WORK REQUIRED: Each line of the entries below that includes "drain" belongs in your answer.

ENTRIES PROVIDED:
use crate::foundation::core::{Canvas, HAlign, Point, Size, VAlign};

/// Lines break after this many characters, regardless of glyph widths.
pub const WRAP_WIDTH: usize = 40;
/// Vertical gap between consecutive lines, in pixels.
pub const LINE_SPACING: f64 = 20.0;
/// Distance from the canvas edge for non-centered alignments, in pixels.
pub const TEXT_MARGIN: f64 = 60.0;

/// Greedy word wrap by character count.
///
/// Runs of whitespace collapse to one space and words longer than `width` are split, filling
/// the remainder of the current line first. Blank input produces no lines.
pub fn wrap_text(text: &str, width: usize) -> Vec<String> {
    let width = width.max(1);
    let mut lines = Vec::new();
    let mut cur = String::new();
    let mut cur_len = 0usize;

    for word in text.split_whitespace() {
        let mut rest: Vec<char> = word.chars().collect();

        if cur_len > 0 {
            if cur_len + 1 + rest.len() <= width {
                cur.push(' ');
                cur.extend(rest.iter());
                cur_len += 1 + rest.len();
                continue;
            }
            if rest.len() > width {
                let space_left = width.saturating_sub(cur_len + 1);
                if space_left > 0 {
                    cur.push(' ');
                    cur.extend(rest.drain(..space_left));
                }
            }
            lines.push(std::mem::take(&mut cur));
        }

        while rest.len() > width {
            lines.push(rest.drain(..width).collect());
        }
        cur.extend(rest.iter());
        cur_len = rest.len();
    }

    if cur_len > 0 {
        lines.push(cur);
    }
    lines
}

/// Total height of a block of lines separated by [`LINE_SPACING`].
pub fn block_height(line_sizes: &[Size]) -> f64 {
    if line_sizes.is_empty() {
        return 0.0;
    }
    let sum: f64 = line_sizes.iter().map(|s| s.height).sum();
    sum + LINE_SPACING * (line_sizes.len() - 1) as f64
}

/// First line's top edge for a block of `block_h` pixels.
pub fn block_top(canvas: Canvas, block_h: f64, valign: VAlign) -> f64 {
    let h = f64::from(canvas.height);
    match valign {
        VAlign::Top => TEXT_MARGIN,
        VAlign::Bottom => h - block_h - TEXT_MARGIN,
        VAlign::Center => (h - block_h) / 2.0,
    }
}

/// Left edge of a line that is `line_w` pixels wide.
pub fn line_left(canvas: Canvas, line_w: f64, halign: HAlign) -> f64 {
    let w = f64::from(canvas.width);
    match halign {
        HAlign::Left => TEXT_MARGIN,
        HAlign::Right => w - line_w - TEXT_MARGIN,
        HAlign::Center => (w - line_w) / 2.0,
    }
}

/// Top-left origin of every line. Overflowing blocks are not clamped to the canvas.
pub fn place_lines(
    canvas: Canvas,
    line_sizes: &[Size],
    valign: VAlign,
    halign: HAlign,
) -> Vec<Point> {
    let mut y = block_top(canvas, block_height(line_sizes), valign);
    line_sizes
        .iter()
        .map(|s| {
            let origin = Point::new(line_left(canvas, s.width, halign), y);
            y += s.height + LINE_SPACING;
            origin
        })
        .collect()
}

#[cfg(test)]
#[path = "../../tests/unit/render/layout.rs"]
mod tests;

THE ANSWER:
                    cur.extend(rest.drain(..space_left));
            lines.push(rest.drain(..width).collect());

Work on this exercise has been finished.